Biomedical Research & Longevity Society
- Formerly: Life Extension Foundation
- Type: Private
- Industry: Health
- Founded: 1980; 46 years ago
- Founder: Saul Kent and William Faloon
- Headquarters: Fort Lauderdale, Florida, United States
- Products: Two-Per-Day Multivitamin NAD+ Cell Regenerator (Nicotinamide Riboside) Neuro-Mag Magnesium L-Threonate
- Number of employees: 2 (2023)
- Website: www.brlsociety.org

= Biomedical Research & Longevity Society =

Dietary supplement company

The Biomedical Research & Longevity Society, formerly the Life Extension Foundation (LEF), is a company founded in 1980 to extend the healthy human lifespan by discovering methods to control aging and eradicate disease. Along with the Life Extension Buyer's Club, which sells vitamins and supplements, the Life Extension Foundation (LEF) was headquartered in Fort Lauderdale, Florida. It also has a call center location in Las Vegas, Nevada. The company changed its name in 2018 to Biomedical Research & Longevity Society.

==Activities==
Along with the Life Extension Buyer's Club, the Life Extension Foundation (LEF) was headquartered in Fort Lauderdale, Florida. The Life Extension Foundation (LEF) was primarily funded by the sale of nutritional supplements to members of an affiliated entity, the Life Extension Buyer's Club. The Life Extension Buyer's Club was incorporated in Nevada, and has a separate EIN employer number than the Life Extension Foundation. Its name was changed to the Biomedical Research & Longevity Society in 2018.

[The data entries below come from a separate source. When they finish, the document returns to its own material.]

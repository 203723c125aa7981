use chrono::NaiveDateTime;
use serde::{Deserialize, Serialize};
use sqlx::{postgres::PgRow, FromRow, Row};

use crate::types::Status;

/// Campaign row. Every field is optional because the fetch engine only
/// populates what the caller asked for; unset fields are omitted from JSON.
#[derive(Debug, Clone, Default, PartialEq, Serialize, Deserialize)]
pub struct Campaign {
    #[serde(skip_serializing_if = "Option::is_none")]
    pub id: Option<i64>,
    #[serde(skip_serializing_if = "Option::is_none")]
    pub name: Option<String>,
    #[serde(skip_serializing_if = "Option::is_none")]
    pub ks_name: Option<String>,
    #[serde(skip_serializing_if = "Option::is_none")]
    pub status: Option<Status>,
    #[serde(skip_serializing_if = "Option::is_none")]
    pub create_date: Option<NaiveDateTime>,
    #[serde(skip_serializing_if = "Option::is_none")]
    pub last_updated: Option<NaiveDateTime>,
}

impl<'r> FromRow<'r, PgRow> for Campaign {
    fn from_row(row: &'r PgRow) -> Result<Self, sqlx::Error> {
        let status: String = row.try_get("status")?;
        Ok(Self {
            id: Some(row.try_get("id")?),
            name: row.try_get("name")?,
            ks_name: row.try_get("ks_name")?,
            status: Some(status.parse().map_err(|e: String| sqlx::Error::ColumnDecode {
                index: "status".to_string(),
                source: e.into(),
            })?),
            create_date: row.try_get("create_date")?,
            last_updated: row.try_get("last_updated")?,
        })
    }
}

/// Body of POST /api/v1/campaign
#[derive(Debug, Clone, Deserialize)]
pub struct NewCampaign {
    pub name: String,
    pub ks_name: Option<String>,
    #[serde(default = "default_status")]
    pub status: Status,
}

/// Body of PUT /api/v1/campaign/:id
#[derive(Debug, Clone, Deserialize)]
pub struct CampaignUpdate {
    pub name: String,
    pub ks_name: Option<String>,
    pub status: Status,
}

fn default_status() -> Status {
    Status::Active
}
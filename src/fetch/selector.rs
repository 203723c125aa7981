use super::catalog::ID_FIELD;
use super::types::FetchRequest;
use crate::types::EntityKind;

/// Caller fields split by the entity they belong to, prefixes stripped
#[derive(Debug, Clone, PartialEq, Eq)]
pub struct SelectedFields {
    pub primary: Vec<String>,
    pub related: Vec<String>,
}

/// Work out which entity a dotted name targets.
///
/// `adGroup.status` scopes to AdGroup, `campaign.name` to Campaign. A name
/// carrying the primary entity's own prefix is treated as unprefixed, so the
/// same list works for both fetch directions. Anything else (including
/// unknown prefixes) stays with the primary entity untouched.
pub fn scope(field: &str, primary: EntityKind, related: EntityKind) -> (EntityKind, &str) {
    if let Some(name) = strip_scope(field, related) {
        (related, name)
    } else if let Some(name) = strip_scope(field, primary) {
        (primary, name)
    } else {
        (primary, field)
    }
}

fn strip_scope(field: &str, kind: EntityKind) -> Option<&str> {
    field.strip_prefix(kind.prefix())?.strip_prefix('.')
}

/// Split the request's fields between the primary and related entity and
/// inject `id` into both lists.
///
/// With `default_to_all_fields_when_empty`, a request that names no related
/// field projects every related field instead of the related id alone.
pub fn select(
    request: &FetchRequest,
    primary: EntityKind,
    related: EntityKind,
    default_to_all_fields_when_empty: bool,
) -> SelectedFields {
    let mut primary_fields: Vec<String> = vec![];
    let mut related_fields: Vec<String> = vec![];

    for field in &request.fields {
        let (kind, name) = scope(field, primary, related);
        let target = if kind == related { &mut related_fields } else { &mut primary_fields };
        push_unique(target, name);
    }

    if related_fields.is_empty() && default_to_all_fields_when_empty {
        related_fields = related.field_names().into_iter().map(str::to_string).collect();
    }

    push_unique(&mut primary_fields, ID_FIELD);
    push_unique(&mut related_fields, ID_FIELD);

    SelectedFields { primary: primary_fields, related: related_fields }
}

fn push_unique(fields: &mut Vec<String>, name: &str) {
    if !fields.iter().any(|f| f == name) {
        fields.push(name.to_string());
    }
}
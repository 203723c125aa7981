pub mod ad_group_service;
pub mod campaign_service;
pub mod error;

pub use ad_group_service::AdGroupService;
pub use campaign_service::CampaignService;
pub use error::ServiceError;
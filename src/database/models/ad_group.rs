use chrono::NaiveDateTime;
use serde::{Deserialize, Serialize};
use sqlx::{postgres::PgRow, FromRow, Row};

use super::campaign::Campaign;
use crate::types::Status;

/// Ad group row. Like [`Campaign`], fields stay `None` unless requested.
/// `campaign` is only filled by the ad-group-primary fetch direction and
/// by the ks_name lookup.
#[derive(Debug, Clone, Default, PartialEq, Serialize, Deserialize)]
pub struct AdGroup {
    #[serde(skip_serializing_if = "Option::is_none")]
    pub id: Option<i64>,
    #[serde(skip_serializing_if = "Option::is_none")]
    pub campaign_id: Option<i64>,
    #[serde(skip_serializing_if = "Option::is_none")]
    pub campaign: Option<Box<Campaign>>,
    #[serde(skip_serializing_if = "Option::is_none")]
    pub name: Option<String>,
    #[serde(skip_serializing_if = "Option::is_none")]
    pub status: Option<Status>,
    #[serde(skip_serializing_if = "Option::is_none")]
    pub create_date: Option<NaiveDateTime>,
    #[serde(skip_serializing_if = "Option::is_none")]
    pub last_updated: Option<NaiveDateTime>,
}

impl<'r> FromRow<'r, PgRow> for AdGroup {
    fn from_row(row: &'r PgRow) -> Result<Self, sqlx::Error> {
        let status: String = row.try_get("status")?;
        Ok(Self {
            id: Some(row.try_get("id")?),
            campaign_id: Some(row.try_get("campaign_id")?),
            campaign: None,
            name: row.try_get("name")?,
            status: Some(status.parse().map_err(|e: String| sqlx::Error::ColumnDecode {
                index: "status".to_string(),
                source: e.into(),
            })?),
            create_date: row.try_get("create_date")?,
            last_updated: row.try_get("last_updated")?,
        })
    }
}

/// Body of POST /api/v1/ad_group
#[derive(Debug, Clone, Deserialize)]
pub struct NewAdGroup {
    pub campaign_id: i64,
    pub name: String,
    #[serde(default = "default_status")]
    pub status: Status,
}

/// Body of PUT /api/v1/ad_group/:id. The owning campaign cannot be changed.
#[derive(Debug, Clone, Deserialize)]
pub struct AdGroupUpdate {
    pub name: String,
    pub status: Status,
}

fn default_status() -> Status {
    Status::Active
}
use axum::{
    extract::{Path, Query, State},
    Json,
};

use super::fetch::FetchParams;
use crate::database::models::{Campaign, CampaignUpdate, NewCampaign};
use crate::fetch::FetchResult;
use crate::handlers::AppState;
use crate::middleware::{ApiResponse, ApiResult};

/// POST /api/v1/campaign
pub async fn create(State(state): State<AppState>, Json(body): Json<NewCampaign>) -> ApiResult<Campaign> {
    let campaign = state.campaigns.create(body).await?;
    Ok(ApiResponse::created(campaign))
}

/// GET /api/v1/campaign/:id
pub async fn get(State(state): State<AppState>, Path(id): Path<i64>) -> ApiResult<Campaign> {
    Ok(ApiResponse::success(state.campaigns.get(id).await?))
}

/// PUT /api/v1/campaign/:id
pub async fn update(
    State(state): State<AppState>,
    Path(id): Path<i64>,
    Json(body): Json<CampaignUpdate>,
) -> ApiResult<Campaign> {
    Ok(ApiResponse::success(state.campaigns.update(id, body).await?))
}

/// DELETE /api/v1/campaign/:id - soft delete
pub async fn delete(State(state): State<AppState>, Path(id): Path<i64>) -> ApiResult<Campaign> {
    Ok(ApiResponse::success(state.campaigns.delete(id).await?))
}

/// GET /api/v1/campaign/fetch?fields=&filters=&limit=
pub async fn fetch(State(state): State<AppState>, Query(params): Query<FetchParams>) -> ApiResult<Vec<FetchResult>> {
    let request = params.into_request()?;
    let results = state.engine.fetch_campaigns(&request).await?;
    Ok(ApiResponse::success(results))
}
use std::fmt;

use serde::{Deserialize, Serialize};

use super::error::FetchError;
use crate::database::models::{AdGroup, Campaign};

/// Filter operator as sent by the caller.
/// Anything other than EQUALS / IN parses fine but is rejected by the compiler.
#[derive(Debug, Clone, PartialEq, Eq, Serialize, Deserialize)]
#[serde(from = "String", into = "String")]
pub enum FilterOperator {
    Equals,
    In,
    Unsupported(String),
}

impl From<String> for FilterOperator {
    fn from(value: String) -> Self {
        match value.as_str() {
            "EQUALS" => FilterOperator::Equals,
            "IN" => FilterOperator::In,
            _ => FilterOperator::Unsupported(value),
        }
    }
}

impl From<FilterOperator> for String {
    fn from(op: FilterOperator) -> Self {
        op.to_string()
    }
}

impl fmt::Display for FilterOperator {
    fn fmt(&self, f: &mut fmt::Formatter<'_>) -> fmt::Result {
        match self {
            FilterOperator::Equals => f.write_str("EQUALS"),
            FilterOperator::In => f.write_str("IN"),
            FilterOperator::Unsupported(other) => f.write_str(other),
        }
    }
}

/// One caller predicate: `{"field": "adGroup.status", "operator": "IN", "values": ["ACTIVE"]}`
#[derive(Debug, Clone, PartialEq, Eq, Serialize, Deserialize)]
pub struct QueryFilter {
    pub field: String,
    pub operator: FilterOperator,
    pub values: Vec<String>,
}

impl QueryFilter {
    pub fn new(field: impl Into<String>, operator: FilterOperator, values: Vec<&str>) -> Self {
        Self {
            field: field.into(),
            operator,
            values: values.into_iter().map(str::to_string).collect(),
        }
    }

    /// Parse the JSON-encoded `filters` query parameter. Blank input means no filters.
    pub fn parse_list(json: &str) -> Result<Vec<QueryFilter>, FetchError> {
        if json.trim().is_empty() {
            return Ok(vec![]);
        }
        Ok(serde_json::from_str(json)?)
    }
}

/// Caller inputs for one dynamic fetch
#[derive(Debug, Clone)]
pub struct FetchRequest {
    pub fields: Vec<String>,
    pub filters: Vec<QueryFilter>,
    pub limit: i64,
}

impl FetchRequest {
    pub const DEFAULT_LIMIT: i64 = 100;

    /// Build a request; duplicate field names are dropped keeping first occurrence.
    pub fn new(fields: Vec<String>, filters: Vec<QueryFilter>, limit: i64) -> Result<Self, FetchError> {
        if limit < 1 {
            return Err(FetchError::InvalidLimit(format!("Limit must be positive, got {}", limit)));
        }
        let mut unique: Vec<String> = Vec::with_capacity(fields.len());
        for field in fields {
            let field = field.trim().to_string();
            if !field.is_empty() && !unique.contains(&field) {
                unique.push(field);
            }
        }
        Ok(Self { fields: unique, filters, limit })
    }

    /// Comma separated `fields` parameter, e.g. `id,name,adGroup.status`
    pub fn split_fields(fields: Option<&str>) -> Vec<String> {
        fields
            .map(|s| s.split(',').map(|f| f.trim().to_string()).filter(|f| !f.is_empty()).collect())
            .unwrap_or_default()
    }
}

/// One primary object and the related objects from its group of join rows
#[derive(Debug, Clone, PartialEq)]
pub struct Grouped<P, R> {
    pub primary: P,
    pub related: Vec<R>,
}

/// Campaign-primary fetch result
#[derive(Debug, Clone, PartialEq, Serialize)]
pub struct FetchResult {
    pub campaign: Campaign,
    pub ad_groups: Vec<AdGroup>,
}

impl From<Grouped<Campaign, AdGroup>> for FetchResult {
    fn from(group: Grouped<Campaign, AdGroup>) -> Self {
        Self { campaign: group.primary, ad_groups: group.related }
    }
}

/// Rendered SQL plus its positional bind values
#[derive(Debug, Clone)]
pub struct SqlResult {
    pub query: String,
    pub params: Vec<serde_json::Value>,
}
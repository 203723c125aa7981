use serde::Deserialize;

use crate::fetch::{FetchError, FetchRequest, QueryFilter};

/// Query string of the fetch endpoints.
/// `limit` is taken as text so a non-numeric value is reported as a limit error.
#[derive(Debug, Default, Deserialize)]
pub struct FetchParams {
    pub fields: Option<String>,
    pub filters: Option<String>,
    pub limit: Option<String>,
}

impl FetchParams {
    pub fn into_request(self) -> Result<FetchRequest, FetchError> {
        let filters = match self.filters.as_deref() {
            Some(json) => QueryFilter::parse_list(json)?,
            None => vec![],
        };

        let limit = match self.limit.as_deref().map(str::trim) {
            None | Some("") => FetchRequest::DEFAULT_LIMIT,
            Some(raw) => raw
                .parse::<i64>()
                .map_err(|_| FetchError::InvalidLimit(format!("Limit must be an integer, got '{}'", raw)))?,
        };

        FetchRequest::new(FetchRequest::split_fields(self.fields.as_deref()), filters, limit)
    }
}
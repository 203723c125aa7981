pub mod auth;
pub mod cli;
pub mod config;
pub mod database;
pub mod error;
pub mod fetch;
pub mod handlers;
pub mod middleware;
pub mod services;
pub mod types;

#[cfg(test)]
pub mod testing;
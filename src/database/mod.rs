pub mod join_store;
pub mod manager;
pub mod models;
pub mod repository;

pub use join_store::PgJoinStore;
pub use manager::{DatabaseError, DatabaseManager};
pub use repository::{AdGroupRepository, CampaignRepository};
use std::sync::Arc;

use tracing::{debug, info, warn};

use super::assembler::assemble;
use super::catalog::{resolve, Entity};
use super::compiler::compile_scoped;
use super::error::FetchError;
use super::executor::{execute, JoinQuery, JoinStore};
use super::selector::select;
use super::types::{FetchRequest, FetchResult, Grouped};
use crate::config::{DirectionConfig, FetchConfig};
use crate::database::models::{AdGroup, Campaign};

/// Runs dynamic fetches in both directions over one join store.
///
/// The engine holds no per-request state; clones share the store.
pub struct FetchEngine<S: JoinStore + ?Sized = dyn JoinStore> {
    store: Arc<S>,
    config: FetchConfig,
}

impl<S: JoinStore + ?Sized> Clone for FetchEngine<S> {
    fn clone(&self) -> Self {
        Self { store: Arc::clone(&self.store), config: self.config.clone() }
    }
}

impl<S: JoinStore + ?Sized> FetchEngine<S> {
    pub fn new(store: Arc<S>, config: FetchConfig) -> Self {
        Self { store, config }
    }

    /// Campaigns with their ad groups. Campaigns without ad groups are kept.
    pub async fn fetch_campaigns(&self, request: &FetchRequest) -> Result<Vec<FetchResult>, FetchError> {
        let groups = self.fetch::<Campaign, AdGroup>(request, self.config.campaign).await?;
        Ok(groups.into_iter().map(FetchResult::from).collect())
    }

    /// Ad groups, each embedding the campaign it belongs to.
    /// Ad groups whose campaign is missing are not returned.
    pub async fn fetch_ad_groups(&self, request: &FetchRequest) -> Result<Vec<AdGroup>, FetchError> {
        let groups = self.fetch::<AdGroup, Campaign>(request, self.config.ad_group).await?;
        Ok(groups
            .into_iter()
            .map(|Grouped { primary, related }| AdGroup {
                campaign: related.into_iter().next().map(Box::new),
                ..primary
            })
            .collect())
    }

    async fn fetch<P: Entity, R: Entity>(
        &self,
        request: &FetchRequest,
        direction: DirectionConfig,
    ) -> Result<Vec<Grouped<P, R>>, FetchError> {
        let limit = self.effective_limit(request.limit)?;
        info!(
            "Fetching {:?} with {:?}: fields={:?} filters={} limit={}",
            P::KIND,
            R::KIND,
            request.fields,
            request.filters.len(),
            limit
        );

        let selected = select(request, P::KIND, R::KIND, direction.default_to_all_fields_when_empty);
        let (primary_condition, related_condition) = compile_scoped(&request.filters, P::KIND)?;

        let primary_fields = resolve::<P>(&selected.primary);
        let related_fields = resolve::<R>(&selected.related);

        let query = JoinQuery::new(
            P::KIND,
            primary_fields.iter().map(|f| f.column).collect(),
            related_fields.iter().map(|f| f.column).collect(),
            primary_condition,
            related_condition,
        );

        if self.config.debug_logging {
            let sql = query.to_sql();
            debug!("Fetch SQL: {} params={:?}", sql.query, sql.params);
        }

        let rows = execute(self.store.as_ref(), &query, limit).await?;

        let groups = assemble(
            &rows,
            &primary_fields,
            &related_fields,
            usize::try_from(limit).unwrap_or(usize::MAX),
            direction.keep_rows_without_related,
        );
        info!("Fetched {} {:?} groups from {} rows", groups.len(), P::KIND, rows.len());
        Ok(groups)
    }

    fn effective_limit(&self, limit: i64) -> Result<i64, FetchError> {
        if limit < 1 {
            return Err(FetchError::InvalidLimit(format!("Limit must be positive, got {}", limit)));
        }
        match self.config.max_limit {
            Some(max) if limit > max => {
                warn!("Requested limit {} exceeds maximum {}, capping", limit, max);
                Ok(max)
            }
            _ => Ok(limit),
        }
    }
}

#[cfg(test)]
mod tests {
    use super::*;
    use crate::fetch::types::{FilterOperator, QueryFilter};
    use crate::testing::{ad_group, campaign, FailingJoinStore, MemoryJoinStore};
    use crate::types::Status;

    fn fetch_config() -> FetchConfig {
        FetchConfig {
            max_limit: Some(50),
            debug_logging: true,
            campaign: DirectionConfig::CAMPAIGN_DEFAULT,
            ad_group: DirectionConfig::AD_GROUP_DEFAULT,
        }
    }

    fn engine(store: MemoryJoinStore) -> FetchEngine<MemoryJoinStore> {
        FetchEngine::new(Arc::new(store), fetch_config())
    }

    fn request(fields: &[&str], filters: Vec<QueryFilter>, limit: i64) -> FetchRequest {
        FetchRequest::new(fields.iter().map(|f| f.to_string()).collect(), filters, limit).unwrap()
    }

    fn sample_store() -> MemoryJoinStore {
        MemoryJoinStore::new(
            vec![
                campaign(1, "camp-1", "ks-a", Status::Active),
                campaign(2, "camp-2", "ks-a", Status::Paused),
                campaign(3, "camp-3", "ks-b", Status::Active),
            ],
            vec![
                ad_group(10, 1, "ag-10", Status::Active),
                ad_group(11, 1, "ag-11", Status::Paused),
                ad_group(12, 1, "ag-12", Status::Active),
                ad_group(20, 2, "ag-20", Status::Active),
                ad_group(99, 404, "orphan", Status::Active),
            ],
        )
    }

    #[tokio::test]
    async fn camp_1_with_related_status() {
        let engine = engine(sample_store());
        let filters = vec![QueryFilter::new("name", FilterOperator::Equals, vec!["camp-1"])];

        let results = engine
            .fetch_campaigns(&request(&["name", "adGroup.status"], filters, 10))
            .await
            .unwrap();

        assert_eq!(results.len(), 1);
        let result = &results[0];
        assert_eq!(result.campaign.id, Some(1));
        assert_eq!(result.campaign.name.as_deref(), Some("camp-1"));
        assert_eq!(result.campaign.ks_name, None);
        assert_eq!(result.ad_groups.len(), 3);
        for ad_group in &result.ad_groups {
            assert!(ad_group.id.is_some());
            assert!(ad_group.status.is_some());
            assert_eq!(ad_group.name, None);
        }
    }

    #[tokio::test]
    async fn camp_1_with_two_ad_groups_populates_only_requested_fields() {
        let store = MemoryJoinStore::new(
            vec![campaign(1, "camp-1", "ks-a", Status::Active)],
            vec![ad_group(10, 1, "ag-10", Status::Active), ad_group(11, 1, "ag-11", Status::Paused)],
        );
        let engine = engine(store);
        let filters = vec![QueryFilter::new("name", FilterOperator::Equals, vec!["camp-1"])];

        let results = engine
            .fetch_campaigns(&request(&["id", "name", "adGroup.id", "adGroup.status"], filters, 10))
            .await
            .unwrap();

        assert_eq!(results.len(), 1);
        assert_eq!(results[0].campaign.name.as_deref(), Some("camp-1"));
        let ad_groups = &results[0].ad_groups;
        assert_eq!(ad_groups.len(), 2);
        assert_eq!(ad_groups[0].status, Some(Status::Active));
        assert_eq!(ad_groups[1].status, Some(Status::Paused));
        for ad_group in ad_groups {
            assert!(ad_group.id.is_some());
            assert_eq!(ad_group.campaign_id, None);
            assert_eq!(ad_group.campaign, None);
            assert_eq!(ad_group.name, None);
            assert_eq!(ad_group.create_date, None);
            assert_eq!(ad_group.last_updated, None);
        }
    }

    #[tokio::test]
    async fn campaign_direction_can_keep_rows_without_ad_groups() {
        let mut config = fetch_config();
        config.campaign.keep_rows_without_related = true;
        let engine = FetchEngine::new(Arc::new(sample_store()), config);
        let filters = vec![QueryFilter::new("name", FilterOperator::Equals, vec!["camp-3"])];

        let results = engine.fetch_campaigns(&request(&[], filters, 10)).await.unwrap();

        assert_eq!(results.len(), 1);
        assert_eq!(results[0].campaign.id, Some(3));
        assert_eq!(results[0].ad_groups, vec![AdGroup::default()]);
    }

    #[tokio::test]
    async fn filters_without_values_match_nothing() {
        let engine = engine(sample_store());

        for operator in [FilterOperator::Equals, FilterOperator::In] {
            let filters = vec![QueryFilter::new("name", operator, vec![])];
            let results = engine.fetch_campaigns(&request(&[], filters, 10)).await.unwrap();
            assert!(results.is_empty());
        }
    }

    #[tokio::test]
    async fn limit_counts_groups_not_rows() {
        let engine = engine(sample_store());

        let results = engine.fetch_campaigns(&request(&["name"], vec![], 2)).await.unwrap();

        assert_eq!(results.len(), 2);
        assert_eq!(results[0].campaign.id, Some(1));
        assert_eq!(results[0].ad_groups.len(), 3);
        assert_eq!(results[1].campaign.id, Some(2));
    }

    #[tokio::test]
    async fn childless_campaign_survives_left_join() {
        let engine = engine(sample_store());
        let filters = vec![QueryFilter::new("name", FilterOperator::Equals, vec!["CAMP-3"])];

        let results = engine.fetch_campaigns(&request(&[], filters, 10)).await.unwrap();

        assert_eq!(results.len(), 1);
        assert_eq!(results[0].campaign.id, Some(3));
        assert!(results[0].ad_groups.is_empty());
    }

    #[tokio::test]
    async fn related_filters_narrow_the_join() {
        let engine = engine(sample_store());
        let filters = vec![QueryFilter::new("adGroup.status", FilterOperator::In, vec!["PAUSED"])];

        let results = engine.fetch_campaigns(&request(&["adGroup.name"], filters, 10)).await.unwrap();

        assert_eq!(results.len(), 1);
        assert_eq!(results[0].ad_groups.len(), 1);
        assert_eq!(results[0].ad_groups[0].name.as_deref(), Some("ag-11"));
    }

    #[tokio::test]
    async fn ad_groups_embed_their_campaign_with_all_fields_by_default() {
        let engine = engine(sample_store());
        let filters = vec![QueryFilter::new("campaign.ksName", FilterOperator::Equals, vec!["ks-a"])];

        let ad_groups = engine.fetch_ad_groups(&request(&["name"], filters, 10)).await.unwrap();

        assert_eq!(ad_groups.iter().map(|a| a.id).collect::<Vec<_>>(), vec![Some(10), Some(11), Some(12), Some(20)]);
        let campaign = ad_groups[0].campaign.as_ref().unwrap();
        assert_eq!(campaign.id, Some(1));
        assert_eq!(campaign.ks_name.as_deref(), Some("ks-a"));
        assert_eq!(campaign.status, Some(Status::Active));
        assert_eq!(ad_groups[0].status, None);
    }

    #[tokio::test]
    async fn orphan_ad_groups_are_dropped_by_inner_join() {
        let engine = engine(sample_store());

        let ad_groups = engine.fetch_ad_groups(&request(&[], vec![], 50)).await.unwrap();

        assert_eq!(ad_groups.len(), 4);
        assert!(ad_groups.iter().all(|a| a.campaign.is_some()));
    }

    #[tokio::test]
    async fn unsupported_operator_returns_no_partial_results() {
        let store = Arc::new(sample_store());
        let engine = FetchEngine::new(Arc::clone(&store), fetch_config());
        let filters = vec![
            QueryFilter::new("name", FilterOperator::Equals, vec!["camp-1"]),
            QueryFilter::new("adGroup.id", FilterOperator::Unsupported("GREATER_THAN".into()), vec!["3"]),
        ];

        let err = engine.fetch_campaigns(&request(&[], filters, 10)).await.unwrap_err();

        assert!(matches!(err, FetchError::UnsupportedOperator(_)));
        assert_eq!(store.query_count(), 0);
    }

    #[tokio::test]
    async fn limit_is_capped_at_configured_maximum() {
        let store = MemoryJoinStore::new(
            (1..=60).map(|id| campaign(id, &format!("c-{}", id), "ks", Status::Active)).collect(),
            vec![],
        );
        let engine = engine(store);

        let results = engine.fetch_campaigns(&request(&[], vec![], 500)).await.unwrap();
        assert_eq!(results.len(), 50);
    }

    #[tokio::test]
    async fn store_failure_is_an_execution_error() {
        let engine = FetchEngine::new(Arc::new(FailingJoinStore), fetch_config());

        let err = engine.fetch_campaigns(&request(&[], vec![], 10)).await.unwrap_err();
        assert!(matches!(err, FetchError::Execution(_)));
    }

    #[tokio::test]
    async fn unknown_fields_are_ignored() {
        let engine = engine(sample_store());
        let filters = vec![QueryFilter::new("budget", FilterOperator::Equals, vec!["1"])];

        let results = engine.fetch_campaigns(&request(&["budget", "adGroup.bid"], filters, 10)).await.unwrap();
        assert_eq!(results.len(), 3);
    }
}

In 1981 LEF recommended DHEA, in 1983 it recommended low-dose aspirin, and also in 1983 was the first organization in the United States to recommend coenzyme Q10 (CoQ10). In 1992 it introduced melatonin into its product line.

==History==
The Biomedical Research & Longevity Society, which was originally named Life Extension Foundation (LEF), was founded by Saul Kent and William Faloon in 1980.

In 1987, the FDA raided the Life Extension Foundation's warehouse, and charged Kent and Faloon with 27 counts, including distributing unapproved drugs. 11 years later, all, by then, 56 FDA charges were dismissed by a federal judge. In 1994, Kent and Faloon opened the FDA Holocaust Museum to highlight millions of deaths they felt were caused by the FDA withholding or delaying approval of life-saving drugs and treatments.

In a 2009 tax filing, the company declared assets of over $25 million and netted more than $3 million on revenue of more than $18 million that year.

In May 2013, the Internal Revenue Service revoked the Life Extension Foundations tax-exempt status, retroactive to 2006. Forbes reported that "The IRS' problem with the Foundation is [...] an entirely worldly one: it asserts the membership organization's operations seem to be too entwined with the for-profit Life Extension Buyers Club." On August 7, 2013, LEF filed a Complaint for Declaratory Judgment in U.S. District Court for the District of Columbia challenging the IRS' allegations.

In 2018, foundation's tax-exempt status was reinstated retroactive to the date it was revoked, May 2013. The Life Extension Foundation also changed its name the same year, becoming the Biomedical Research and Longevity Society, Inc., or BRLS.